* What to do
For each line below that contains the string "bounds", copy that line.

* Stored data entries
// src/autograd/mod.rs

pub mod backward_op;
pub mod grad_check;

pub use backward_op::{BackwardOp, Gradients, InputGrad};
pub use grad_check::{check_grad, GradCheckConfig, GradCheckError};
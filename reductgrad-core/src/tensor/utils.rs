use std::cmp::max;

use crate::error::ReductGradError;

/// Calculates the contiguous (row-major) strides for a given shape.
///
/// Example:
/// shape = [2, 3] -> strides = [3, 1]
/// shape = [2, 2, 2] -> strides = [4, 2, 1]
pub fn calculate_strides(shape: &[usize]) -> Vec<usize> {
    if shape.is_empty() {
        return vec![];
    }
    let rank = shape.len();
    let mut strides = vec![1; rank];
    for i in (0..rank - 1).rev() {
        strides[i] = strides[i + 1] * shape[i + 1];
    }
    strides
}

/// Determines the output shape resulting from broadcasting two input shapes.
///
/// Follows NumPy/PyTorch broadcasting rules:
/// 1. If the shapes have different numbers of dimensions, prepend 1s to the shorter shape.
/// 2. Compare dimensions element-wise from right to left.
/// 3. Dimensions are compatible if they are equal, or one of them is 1.
pub fn broadcast_shapes(shape_a: &[usize], shape_b: &[usize]) -> Result<Vec<usize>, ReductGradError> {
    let rank_a = shape_a.len();
    let rank_b = shape_b.len();
    let max_rank = max(rank_a, rank_b);
    let mut result_shape = vec![0; max_rank];

    for i in 0..max_rank {
        let dim_a = shape_a.get(rank_a.wrapping_sub(1 + i)).copied().unwrap_or(1);
        let dim_b = shape_b.get(rank_b.wrapping_sub(1 + i)).copied().unwrap_or(1);

        result_shape[max_rank - 1 - i] = if dim_a == dim_b {
            dim_a
        } else if dim_a == 1 {
            dim_b
        } else if dim_b == 1 {
            dim_a
        } else {
            return Err(ReductGradError::BroadcastError {
                shape1: shape_a.to_vec(),
                shape2: shape_b.to_vec(),
            });
        };
    }
    Ok(result_shape)
}

/// Converts a row-major linear index into coordinates for `shape`.
pub fn index_to_coord(index: usize, shape: &[usize]) -> Vec<usize> {
    let mut coord = vec![0; shape.len()];
    let mut remaining = index;
    for dim in (0..shape.len()).rev() {
        let size = shape[dim];
        if size > 0 {
            coord[dim] = remaining % size;
            remaining /= size;
        }
    }
    coord
}

/// Normalises a possibly negative dimension index against `rank`.
///
/// `-1` refers to the last axis. Fails with `InvalidAxis` when out of range.
pub fn normalize_dim(dim: isize, rank: usize) -> Result<usize, ReductGradError> {
    let rank_i = rank as isize;
    let resolved = if dim < 0 { dim + rank_i } else { dim };
    if resolved < 0 || resolved >= rank_i {
        return Err(ReductGradError::InvalidAxis { axis: dim, rank });
    }
    Ok(resolved as usize)
}

/// Splits `shape` around `dim` into (outer, dim_size, inner) element counts.
///
/// A row-major buffer for `shape` is then addressed as
/// `outer_idx * dim_size * inner + k * inner + inner_idx`.
pub(crate) fn split_at_dim(shape: &[usize], dim: usize) -> (usize, usize, usize) {
    let outer: usize = shape[..dim].iter().product();
    let inner: usize = shape[dim + 1..].iter().product();
    (outer, shape[dim], inner)
}

/// Output shape of a per-axis reduction of `shape` along `dim`.
///
/// With `keep_dim` the reduced axis stays as size 1. Without it the axis is removed,
/// except for rank-1 inputs which keep a single element (`[1]`) rather than becoming 0-d.
pub fn reduced_shape(shape: &[usize], dim: usize, keep_dim: bool) -> Vec<usize> {
    let mut out = shape.to_vec();
    if keep_dim || shape.len() == 1 {
        out[dim] = 1;
    } else {
        out.remove(dim);
    }
    out
}

#[cfg(test)]
#[path = "utils_test.rs"]
mod tests;
//! Per-request trace record: stats level plus named timing events.

use std::time::{Duration, Instant};

/// How much the host records for a request.
#[derive(Debug, Clone, Copy, PartialEq, Eq, PartialOrd, Ord, Default)]
pub enum StatsLevel {
    /// Nothing is recorded and tracers skip the request.
    Disabled,
    /// Request start/finish only.
    #[default]
    Base,
    /// Every event, including handler boundaries.
    Detailed,
}

/// Named timing events a host may record.
#[derive(Debug, Clone, Copy, PartialEq, Eq, Hash)]
pub enum Event {
    HttpStart,
    HttpFinish,
    ServerHandleStart,
    ServerHandleFinish,
}

impl Event {
    const COUNT: usize = 4;

    /// Minimum stats level at which the event is recorded.
    pub fn level(self) -> StatsLevel {
        match self {
            Event::HttpStart | Event::HttpFinish => StatsLevel::Base,
            Event::ServerHandleStart | Event::ServerHandleFinish => StatsLevel::Detailed,
        }
    }

    fn index(self) -> usize {
        self as usize
    }
}

#[derive(Debug, Clone, Default)]
pub struct Stats {
    level: StatsLevel,
    events: [Option<Instant>; Event::COUNT],
}

impl Stats {
    pub fn new(level: StatsLevel) -> Self {
        Self {
            level,
            events: [None; Event::COUNT],
        }
    }

    pub fn level(&self) -> StatsLevel {
        self.level
    }

    /// Record `event` now. Returns false when the level filters it out.
    pub fn record(&mut self, event: Event) -> bool {
        self.record_at(event, Instant::now())
    }

    /// Record `event` at a given instant. Returns false when the level filters it out.
    pub fn record_at(&mut self, event: Event, at: Instant) -> bool {
        if self.level == StatsLevel::Disabled || event.level() > self.level {
            return false;
        }
        self.events[event.index()] = Some(at);
        true
    }

    pub fn event(&self, event: Event) -> Option<Instant> {
        self.events[event.index()]
    }

    /// Elapsed time between two recorded events; `None` if either is missing.
    pub fn between(&self, from: Event, to: Event) -> Option<Duration> {
        let start = self.event(from)?;
        let end = self.event(to)?;
        Some(end.saturating_duration_since(start))
    }
}

/// Trace info a host attaches to each request.
#[derive(Debug, Clone, Default)]
pub struct TraceInfo {
    stats: Stats,
}

impl TraceInfo {
    pub fn new(level: StatsLevel) -> Self {
        Self {
            stats: Stats::new(level),
        }
    }

    pub fn stats(&self) -> &Stats {
        &self.stats
    }

    pub fn stats_mut(&mut self) -> &mut Stats {
        &mut self.stats
    }
}
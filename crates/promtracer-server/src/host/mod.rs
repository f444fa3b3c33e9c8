//! Axum host integration.
//!
//! Drives [`Tracer`]s from an axum router: every request gets a
//! [`RequestContext`] with its own trace info, `start` runs before the
//! handler, `finish` after the response is produced. A request dropped
//! before completion cancels its [`Context`] and never reaches `finish`.

use std::sync::Arc;

use axum::{
    extract::{MatchedPath, Request, State},
    middleware::{self, Next},
    response::Response,
    Router,
};
use promtracer_core::{Context, Event, RequestContext, StatsLevel, Tracer};

/// Tracers plus the stats level every request is traced at.
#[derive(Clone)]
pub struct HostTracing {
    tracers: Arc<Vec<Arc<dyn Tracer>>>,
    level: StatsLevel,
}

impl HostTracing {
    pub fn new(level: StatsLevel) -> Self {
        Self {
            tracers: Arc::new(Vec::new()),
            level,
        }
    }

    pub fn with_tracer(mut self, tracer: impl Tracer + 'static) -> Self {
        Arc::make_mut(&mut self.tracers).push(Arc::new(tracer));
        self
    }

    pub fn level(&self) -> StatsLevel {
        self.level
    }
}

/// Wrap every route of `router` with the tracing middleware.
pub fn instrument(router: Router, host: HostTracing) -> Router {
    router.layer(middleware::from_fn_with_state(host, trace_request))
}

pub async fn trace_request(State(host): State<HostTracing>, req: Request, next: Next) -> Response {
    let full_path = req
        .extensions()
        .get::<MatchedPath>()
        .map(|p| p.as_str().to_owned())
        .unwrap_or_default();

    let mut c = RequestContext::new(req.method().as_str(), full_path, host.level);
    c.trace_info_mut().stats_mut().record(Event::HttpStart);

    let mut ctx = Context::new();
    for tracer in host.tracers.iter() {
        ctx = tracer.start(ctx, &c);
    }
    let guard = ctx.cancel_on_drop();

    c.trace_info_mut().stats_mut().record(Event::ServerHandleStart);
    let response = next.run(req).await;
    c.trace_info_mut().stats_mut().record(Event::ServerHandleFinish);

    c.set_status_code(response.status().as_u16());
    c.trace_info_mut().stats_mut().record(Event::HttpFinish);

    for tracer in host.tracers.iter() {
        tracer.finish(&ctx, &c);
    }
    let _ = guard.disarm();

    response
}
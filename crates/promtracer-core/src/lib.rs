//! promtracer core: the host tracer capability, per-request trace records, and
//! the shared error surface.
//!
//! A host web framework drives a [`Tracer`] through two lifecycle hooks,
//! `start` at request entry and `finish` at request exit, handing it a
//! [`RequestContext`] whose [`TraceInfo`] carries timing events. This crate
//! carries no HTTP server or runtime dependencies so any host can implement
//! the driving side.
//!
//! # Defensive guarantees
//! Panics, `unwrap`, and `expect` are compile-denied here.
//! All fallible paths surface as `PromTracerError`/`Result`.

#![deny(clippy::unwrap_used)]
#![deny(clippy::expect_used)]
#![deny(clippy::panic)]

pub mod error;
pub mod request;
pub mod tracer;

/// Shared result type.
pub use error::{Result, PromTracerError};
pub use request::RequestContext;
pub use tracer::stats::{Event, Stats, StatsLevel, TraceInfo};
pub use tracer::{Context, Tracer};
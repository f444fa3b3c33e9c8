//! Registry inspection helpers shared by integration tests.

#![allow(dead_code)]

use std::time::{Duration, Instant};

use prometheus::proto::{Metric, MetricFamily};
use prometheus::Registry;
use promtracer_core::{Event, RequestContext, StatsLevel};

fn find<'a>(families: &'a [MetricFamily], name: &str, labels: &[(&str, &str)]) -> Option<&'a Metric> {
    families
        .iter()
        .find(|f| f.get_name() == name)?
        .get_metric()
        .iter()
        .find(|m| {
            labels.iter().all(|(k, v)| {
                m.get_label()
                    .iter()
                    .any(|l| l.get_name() == *k && l.get_value() == *v)
            })
        })
}

/// Counter value for a label combination, 0 when it was never observed.
pub fn counter_value(registry: &Registry, name: &str, labels: &[(&str, &str)]) -> f64 {
    let families = registry.gather();
    find(&families, name, labels)
        .map(|m| m.get_counter().get_value())
        .unwrap_or(0.0)
}

/// `(upper_bound, cumulative_count)` pairs, finite bounds only.
pub fn buckets(registry: &Registry, name: &str, labels: &[(&str, &str)]) -> Vec<(f64, u64)> {
    let families = registry.gather();
    find(&families, name, labels)
        .map(|m| {
            m.get_histogram()
                .get_bucket()
                .iter()
                .map(|b| (b.get_upper_bound(), b.get_cumulative_count()))
                .collect()
        })
        .unwrap_or_default()
}

pub fn bucket_count(registry: &Registry, name: &str, labels: &[(&str, &str)], le: f64) -> Option<u64> {
    buckets(registry, name, labels)
        .into_iter()
        .find(|(ub, _)| *ub == le)
        .map(|(_, c)| c)
}

pub fn sample_count(registry: &Registry, name: &str, labels: &[(&str, &str)]) -> u64 {
    let families = registry.gather();
    find(&families, name, labels)
        .map(|m| m.get_histogram().get_sample_count())
        .unwrap_or(0)
}

/// A finished request that took `cost`.
pub fn finished_request(method: &str, path: &str, status: u16, cost: Duration) -> RequestContext {
    let mut c = RequestContext::new(method, path, StatsLevel::Base);
    let start = Instant::now();
    let stats = c.trace_info_mut().stats_mut();
    stats.record_at(Event::HttpStart, start);
    stats.record_at(Event::HttpFinish, start + cost);
    c.set_status_code(status);
    c
}

/// An address nothing listens on right now.
pub fn free_addr() -> String {
    let l = std::net::TcpListener::bind("127.0.0.1:0").unwrap();
    l.local_addr().unwrap().to_string()
}
//! promtracer server library entry.
//!
//! This crate wires the Prometheus server tracer: label derivation, the
//! throughput/latency update path, the exposition endpoint and its
//! supervised listener, and the axum middleware that drives tracers. It is
//! consumed by the demo binary (`main.rs`) and by integration tests.

pub mod config;
pub mod host;
pub mod listener;
pub mod mux;
pub mod obs;
pub mod ops;
pub mod options;
pub mod router;
pub mod tracer;

pub use listener::ListenerFailurePolicy;
pub use options::{
    with_const_labels, with_default_mux, with_disable_server, with_histogram_buckets,
    with_listener_failure, with_registry, with_runtime_collector, with_runtime_metric_rules,
    TracerConfig, TracerOption,
};
pub use tracer::{new_server_tracer, ServerTracer};
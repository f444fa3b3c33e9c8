//! Path-keyed HTTP mux for metrics listeners.
//!
//! Routes live in a shared table and are resolved per request through one
//! axum fallback, so a route mounted after its listener started is still
//! served.

use std::sync::Arc;

use axum::{
    extract::{Request, State},
    http::StatusCode,
    response::{IntoResponse, Response},
    routing::MethodRouter,
    Router,
};
use dashmap::{mapref::entry::Entry, DashMap};
use once_cell::sync::Lazy;
use promtracer_core::{PromTracerError, Result};
use tower::ServiceExt;

static DEFAULT_MUX: Lazy<ServeMux> = Lazy::new(ServeMux::new);

/// The process-wide shared mux, selected with [`crate::options::with_default_mux`].
pub fn default_mux() -> ServeMux {
    DEFAULT_MUX.clone()
}

#[derive(Clone, Default)]
pub struct ServeMux {
    routes: Arc<DashMap<String, MethodRouter>>,
}

impl ServeMux {
    pub fn new() -> Self {
        Self::default()
    }

    /// Mount `route` at `path`. A path can be mounted once.
    pub fn handle(&self, path: impl Into<String>, route: MethodRouter) -> Result<()> {
        match self.routes.entry(path.into()) {
            Entry::Occupied(e) => Err(PromTracerError::DuplicateRoute(e.key().clone())),
            Entry::Vacant(e) => {
                e.insert(route);
                Ok(())
            }
        }
    }

    pub fn paths(&self) -> Vec<String> {
        let mut paths: Vec<String> = self.routes.iter().map(|e| e.key().clone()).collect();
        paths.sort();
        paths
    }

    pub fn router(&self) -> Router {
        Router::new().fallback(dispatch).with_state(self.clone())
    }
}

async fn dispatch(State(mux): State<ServeMux>, req: Request) -> Response {
    let route = mux.routes.get(req.uri().path()).map(|r| r.value().clone());
    match route {
        Some(route) => match route.oneshot(req).await {
            Ok(resp) => resp,
            Err(never) => match never {},
        },
        None => (StatusCode::NOT_FOUND, "404 page not found").into_response(),
    }
}
//! Server metric families and the update path.
//!
//! Storage, bucketing and exposition live in the `prometheus` crate; this
//! module builds the throughput counter and the latency histogram and applies
//! labelled updates to them. Latency is recorded in microseconds, the unit of
//! the bucket boundaries.

use std::time::Duration;

use prometheus::{HistogramOpts, HistogramVec, IntCounterVec, Opts};
use promtracer_core::Result;

use super::labels::{Labels, LABEL_NAMES};
use crate::options::TracerConfig;

pub const THROUGHPUT_METRIC: &str = "http_server_throughput";
pub const LATENCY_METRIC: &str = "http_server_latency_us";

// Default buckets in microseconds
// 5ms, 10ms, 25ms, 50ms, 100ms, 250ms, 500ms, 1s
pub const DEFAULT_BUCKETS: [f64; 8] = [
    5_000.0, 10_000.0, 25_000.0, 50_000.0, 100_000.0, 250_000.0, 500_000.0, 1_000_000.0,
];

/// Unregistered throughput counter with the configured constant labels.
pub fn throughput_counter(cfg: &TracerConfig) -> Result<IntCounterVec> {
    let opts = Opts::new(
        THROUGHPUT_METRIC,
        "Total number of HTTPs completed by the server, regardless of success or failure.",
    )
    .const_labels(cfg.const_labels().clone());

    Ok(IntCounterVec::new(opts, &LABEL_NAMES)?)
}

/// Unregistered latency histogram with the configured buckets and constant labels.
///
/// `HistogramVec` only checks bucket order when the first child is created,
/// so the bounds are checked here to fail at registration instead.
pub fn latency_histogram(cfg: &TracerConfig) -> Result<HistogramVec> {
    if cfg.buckets().windows(2).any(|w| w[0] >= w[1]) {
        return Err(prometheus::Error::Msg(format!(
            "histogram buckets must be in increasing order: {:?}",
            cfg.buckets()
        ))
        .into());
    }

    let opts = HistogramOpts::new(
        LATENCY_METRIC,
        "Latency (microseconds) of HTTP that had been application-level handled by the server.",
    )
    .const_labels(cfg.const_labels().clone())
    .buckets(cfg.buckets().to_vec());

    Ok(HistogramVec::new(opts, &LABEL_NAMES)?)
}

/// Increase the counter for `labels` by `value`.
///
/// Fails when `labels` does not name exactly the counter's variable labels.
pub fn counter_add(counter: &IntCounterVec, value: u64, labels: &Labels) -> Result<()> {
    counter.get_metric_with(&labels.as_map())?.inc_by(value);
    Ok(())
}

/// Record `value` as whole microseconds into the histogram for `labels`.
///
/// Fails when `labels` does not name exactly the histogram's variable labels.
pub fn histogram_observe(histogram: &HistogramVec, value: Duration, labels: &Labels) -> Result<()> {
    histogram
        .get_metric_with(&labels.as_map())?
        .observe(value.as_micros() as f64);
    Ok(())
}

* Answer section
/// `(upper_bound, cumulative_count)` pairs, finite bounds only.
/// so the bounds are checked here to fail at registration instead.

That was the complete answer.